> [Exercise material]
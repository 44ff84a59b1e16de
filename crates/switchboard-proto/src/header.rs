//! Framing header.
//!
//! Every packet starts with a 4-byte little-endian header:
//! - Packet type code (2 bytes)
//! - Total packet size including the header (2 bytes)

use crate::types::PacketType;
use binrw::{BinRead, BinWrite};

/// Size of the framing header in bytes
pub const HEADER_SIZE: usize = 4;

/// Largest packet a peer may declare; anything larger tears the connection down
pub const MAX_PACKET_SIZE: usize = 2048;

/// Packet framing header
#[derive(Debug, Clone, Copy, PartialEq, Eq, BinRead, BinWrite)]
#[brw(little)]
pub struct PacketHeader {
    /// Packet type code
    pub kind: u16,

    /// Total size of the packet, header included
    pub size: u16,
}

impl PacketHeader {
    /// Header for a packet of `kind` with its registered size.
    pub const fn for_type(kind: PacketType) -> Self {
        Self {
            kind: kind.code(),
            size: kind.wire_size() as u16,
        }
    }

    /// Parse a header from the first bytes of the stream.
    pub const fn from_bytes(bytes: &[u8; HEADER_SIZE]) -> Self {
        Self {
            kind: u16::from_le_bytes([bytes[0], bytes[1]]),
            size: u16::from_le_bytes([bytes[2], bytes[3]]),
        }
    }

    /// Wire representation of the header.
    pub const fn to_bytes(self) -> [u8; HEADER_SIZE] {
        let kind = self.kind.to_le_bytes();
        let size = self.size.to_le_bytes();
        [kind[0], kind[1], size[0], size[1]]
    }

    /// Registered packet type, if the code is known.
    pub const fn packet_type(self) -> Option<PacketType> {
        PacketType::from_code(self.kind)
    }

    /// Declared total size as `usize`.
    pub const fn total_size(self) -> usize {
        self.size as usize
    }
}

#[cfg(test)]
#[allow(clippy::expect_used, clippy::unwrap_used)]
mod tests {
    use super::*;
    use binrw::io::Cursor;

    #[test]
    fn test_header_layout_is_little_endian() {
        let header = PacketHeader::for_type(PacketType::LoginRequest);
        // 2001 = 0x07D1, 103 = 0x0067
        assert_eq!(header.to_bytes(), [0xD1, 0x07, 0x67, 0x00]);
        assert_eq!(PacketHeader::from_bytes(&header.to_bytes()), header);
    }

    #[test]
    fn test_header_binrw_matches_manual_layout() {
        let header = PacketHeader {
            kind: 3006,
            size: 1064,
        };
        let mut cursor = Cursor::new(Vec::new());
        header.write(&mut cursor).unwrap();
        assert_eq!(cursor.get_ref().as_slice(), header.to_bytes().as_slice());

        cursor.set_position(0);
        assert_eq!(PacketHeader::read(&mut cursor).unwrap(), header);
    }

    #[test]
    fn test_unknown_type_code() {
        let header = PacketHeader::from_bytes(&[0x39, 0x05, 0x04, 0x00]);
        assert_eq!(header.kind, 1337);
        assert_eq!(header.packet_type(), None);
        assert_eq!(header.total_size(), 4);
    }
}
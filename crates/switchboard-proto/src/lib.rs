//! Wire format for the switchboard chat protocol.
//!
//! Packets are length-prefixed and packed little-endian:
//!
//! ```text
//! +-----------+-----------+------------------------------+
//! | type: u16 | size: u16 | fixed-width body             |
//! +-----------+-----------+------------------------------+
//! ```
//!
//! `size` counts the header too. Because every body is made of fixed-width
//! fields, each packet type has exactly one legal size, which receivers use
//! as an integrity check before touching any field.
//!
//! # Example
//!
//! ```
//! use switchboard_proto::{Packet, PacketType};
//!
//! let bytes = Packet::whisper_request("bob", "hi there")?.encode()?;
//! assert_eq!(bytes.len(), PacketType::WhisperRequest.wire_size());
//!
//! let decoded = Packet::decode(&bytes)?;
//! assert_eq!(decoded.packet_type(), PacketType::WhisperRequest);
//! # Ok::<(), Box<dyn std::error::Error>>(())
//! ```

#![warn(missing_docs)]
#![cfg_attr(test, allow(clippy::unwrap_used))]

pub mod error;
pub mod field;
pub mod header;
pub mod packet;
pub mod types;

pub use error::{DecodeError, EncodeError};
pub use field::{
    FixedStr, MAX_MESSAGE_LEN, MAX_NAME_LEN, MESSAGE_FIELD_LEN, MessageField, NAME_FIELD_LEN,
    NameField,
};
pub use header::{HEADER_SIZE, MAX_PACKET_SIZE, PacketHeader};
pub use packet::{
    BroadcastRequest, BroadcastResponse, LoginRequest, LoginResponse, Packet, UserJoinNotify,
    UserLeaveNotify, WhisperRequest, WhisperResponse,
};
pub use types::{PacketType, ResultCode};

...

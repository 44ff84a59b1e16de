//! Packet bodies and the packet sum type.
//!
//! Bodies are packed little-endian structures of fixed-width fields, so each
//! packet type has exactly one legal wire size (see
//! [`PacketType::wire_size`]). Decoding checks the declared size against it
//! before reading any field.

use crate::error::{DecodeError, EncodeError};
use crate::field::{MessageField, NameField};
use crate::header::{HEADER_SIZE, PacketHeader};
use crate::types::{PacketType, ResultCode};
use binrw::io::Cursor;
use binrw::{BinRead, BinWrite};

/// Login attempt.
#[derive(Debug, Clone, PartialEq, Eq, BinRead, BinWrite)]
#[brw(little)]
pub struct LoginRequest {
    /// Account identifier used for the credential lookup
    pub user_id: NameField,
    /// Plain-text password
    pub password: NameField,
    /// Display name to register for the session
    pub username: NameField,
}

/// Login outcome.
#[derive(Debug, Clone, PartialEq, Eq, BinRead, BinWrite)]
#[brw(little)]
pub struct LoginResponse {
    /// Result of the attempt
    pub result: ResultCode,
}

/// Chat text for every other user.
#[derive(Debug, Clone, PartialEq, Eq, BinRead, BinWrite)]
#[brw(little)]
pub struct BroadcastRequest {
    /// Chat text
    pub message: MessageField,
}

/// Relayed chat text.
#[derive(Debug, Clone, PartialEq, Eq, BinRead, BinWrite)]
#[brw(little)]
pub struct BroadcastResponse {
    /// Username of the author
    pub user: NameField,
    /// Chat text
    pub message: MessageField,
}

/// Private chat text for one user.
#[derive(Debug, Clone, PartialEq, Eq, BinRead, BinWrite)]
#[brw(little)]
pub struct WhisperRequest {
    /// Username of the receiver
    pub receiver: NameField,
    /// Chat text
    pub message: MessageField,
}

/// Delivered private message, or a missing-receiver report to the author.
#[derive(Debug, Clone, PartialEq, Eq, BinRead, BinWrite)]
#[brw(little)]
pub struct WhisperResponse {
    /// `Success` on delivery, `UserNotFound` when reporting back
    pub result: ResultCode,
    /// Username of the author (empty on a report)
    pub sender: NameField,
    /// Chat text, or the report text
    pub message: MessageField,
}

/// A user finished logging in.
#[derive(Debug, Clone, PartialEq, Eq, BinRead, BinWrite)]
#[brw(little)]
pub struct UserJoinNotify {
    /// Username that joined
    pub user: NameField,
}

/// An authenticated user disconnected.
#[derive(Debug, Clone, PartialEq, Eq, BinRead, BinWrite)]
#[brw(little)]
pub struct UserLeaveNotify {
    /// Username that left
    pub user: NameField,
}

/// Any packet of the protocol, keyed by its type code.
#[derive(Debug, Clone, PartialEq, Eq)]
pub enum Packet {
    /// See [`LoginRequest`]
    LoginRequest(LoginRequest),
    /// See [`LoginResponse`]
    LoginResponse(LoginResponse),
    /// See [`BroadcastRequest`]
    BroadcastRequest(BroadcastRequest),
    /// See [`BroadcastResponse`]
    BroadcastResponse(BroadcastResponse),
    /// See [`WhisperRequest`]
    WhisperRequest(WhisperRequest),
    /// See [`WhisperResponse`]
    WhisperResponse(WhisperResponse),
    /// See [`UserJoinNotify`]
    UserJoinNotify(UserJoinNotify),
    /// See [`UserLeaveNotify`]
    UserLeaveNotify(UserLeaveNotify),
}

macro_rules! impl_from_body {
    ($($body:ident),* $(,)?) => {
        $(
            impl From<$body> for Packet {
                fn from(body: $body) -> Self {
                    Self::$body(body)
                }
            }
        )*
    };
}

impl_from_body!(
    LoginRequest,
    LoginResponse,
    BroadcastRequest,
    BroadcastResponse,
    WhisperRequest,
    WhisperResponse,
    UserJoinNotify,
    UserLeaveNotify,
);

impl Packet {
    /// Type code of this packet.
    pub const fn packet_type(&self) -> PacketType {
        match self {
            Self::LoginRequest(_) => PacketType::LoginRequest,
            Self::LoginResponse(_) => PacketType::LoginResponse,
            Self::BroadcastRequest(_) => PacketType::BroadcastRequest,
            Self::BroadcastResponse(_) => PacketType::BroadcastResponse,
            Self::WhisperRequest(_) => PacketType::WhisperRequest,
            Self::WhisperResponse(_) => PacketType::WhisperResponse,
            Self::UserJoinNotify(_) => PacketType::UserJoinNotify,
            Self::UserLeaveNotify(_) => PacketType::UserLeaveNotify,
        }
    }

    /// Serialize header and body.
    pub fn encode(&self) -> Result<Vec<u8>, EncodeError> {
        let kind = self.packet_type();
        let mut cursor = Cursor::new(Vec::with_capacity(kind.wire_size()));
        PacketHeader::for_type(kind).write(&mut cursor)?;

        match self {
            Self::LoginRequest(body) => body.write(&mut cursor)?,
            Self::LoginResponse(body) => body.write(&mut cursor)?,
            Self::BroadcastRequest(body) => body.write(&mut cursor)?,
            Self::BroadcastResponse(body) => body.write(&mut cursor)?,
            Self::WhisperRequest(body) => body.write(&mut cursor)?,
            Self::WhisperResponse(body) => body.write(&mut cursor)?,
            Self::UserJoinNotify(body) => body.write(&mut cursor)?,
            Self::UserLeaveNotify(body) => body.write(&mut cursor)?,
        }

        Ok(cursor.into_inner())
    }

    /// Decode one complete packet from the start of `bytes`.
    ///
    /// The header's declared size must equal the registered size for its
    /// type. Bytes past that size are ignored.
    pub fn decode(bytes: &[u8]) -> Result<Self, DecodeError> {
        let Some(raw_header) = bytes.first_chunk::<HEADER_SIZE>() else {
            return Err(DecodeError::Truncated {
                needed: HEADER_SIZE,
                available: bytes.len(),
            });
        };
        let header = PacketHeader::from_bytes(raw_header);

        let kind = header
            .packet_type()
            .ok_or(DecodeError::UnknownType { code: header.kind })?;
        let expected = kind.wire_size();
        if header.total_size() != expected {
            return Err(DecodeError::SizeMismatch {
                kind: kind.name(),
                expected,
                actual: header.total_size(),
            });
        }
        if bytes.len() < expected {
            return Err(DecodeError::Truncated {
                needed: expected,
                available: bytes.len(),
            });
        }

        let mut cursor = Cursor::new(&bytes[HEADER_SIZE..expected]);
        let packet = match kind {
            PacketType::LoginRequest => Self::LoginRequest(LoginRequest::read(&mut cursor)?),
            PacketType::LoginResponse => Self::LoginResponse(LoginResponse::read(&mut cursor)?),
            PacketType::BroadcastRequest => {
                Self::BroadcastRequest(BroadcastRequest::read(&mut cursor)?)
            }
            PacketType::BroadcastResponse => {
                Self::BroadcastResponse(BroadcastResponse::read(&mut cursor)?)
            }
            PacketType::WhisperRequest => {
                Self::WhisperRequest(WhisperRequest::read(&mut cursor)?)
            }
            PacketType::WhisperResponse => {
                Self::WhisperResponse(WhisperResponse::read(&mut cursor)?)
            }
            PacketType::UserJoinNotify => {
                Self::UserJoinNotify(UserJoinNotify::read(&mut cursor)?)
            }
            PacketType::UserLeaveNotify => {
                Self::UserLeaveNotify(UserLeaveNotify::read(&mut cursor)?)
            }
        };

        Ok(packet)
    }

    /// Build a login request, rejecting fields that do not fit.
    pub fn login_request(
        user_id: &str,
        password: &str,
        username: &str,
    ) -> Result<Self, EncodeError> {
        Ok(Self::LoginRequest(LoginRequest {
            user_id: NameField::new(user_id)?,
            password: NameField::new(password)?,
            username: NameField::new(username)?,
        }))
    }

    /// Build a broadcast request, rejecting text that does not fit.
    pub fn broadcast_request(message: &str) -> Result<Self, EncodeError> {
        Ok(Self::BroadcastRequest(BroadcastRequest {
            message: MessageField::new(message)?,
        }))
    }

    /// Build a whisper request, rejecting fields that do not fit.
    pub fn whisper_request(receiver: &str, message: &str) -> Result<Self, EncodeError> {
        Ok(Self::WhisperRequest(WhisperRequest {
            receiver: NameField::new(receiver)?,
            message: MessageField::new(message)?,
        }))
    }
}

--

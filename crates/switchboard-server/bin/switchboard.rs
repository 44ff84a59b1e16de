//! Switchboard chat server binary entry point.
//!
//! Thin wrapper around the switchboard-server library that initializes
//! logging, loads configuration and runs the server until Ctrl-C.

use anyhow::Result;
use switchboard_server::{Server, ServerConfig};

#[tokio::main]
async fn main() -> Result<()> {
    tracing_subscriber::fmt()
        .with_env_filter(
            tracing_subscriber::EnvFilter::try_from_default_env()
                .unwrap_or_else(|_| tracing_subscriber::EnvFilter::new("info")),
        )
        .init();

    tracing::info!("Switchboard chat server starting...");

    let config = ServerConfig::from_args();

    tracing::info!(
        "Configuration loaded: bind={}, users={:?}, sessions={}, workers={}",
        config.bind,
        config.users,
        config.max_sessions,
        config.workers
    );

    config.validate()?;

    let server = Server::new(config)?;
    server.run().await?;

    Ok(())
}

> [Activity] Copy down each line in the entries that has the word "legal".

> [Output for this exercise]
//! fields, each packet type has exactly one legal size, which receivers use
//! packet type has exactly one legal wire size (see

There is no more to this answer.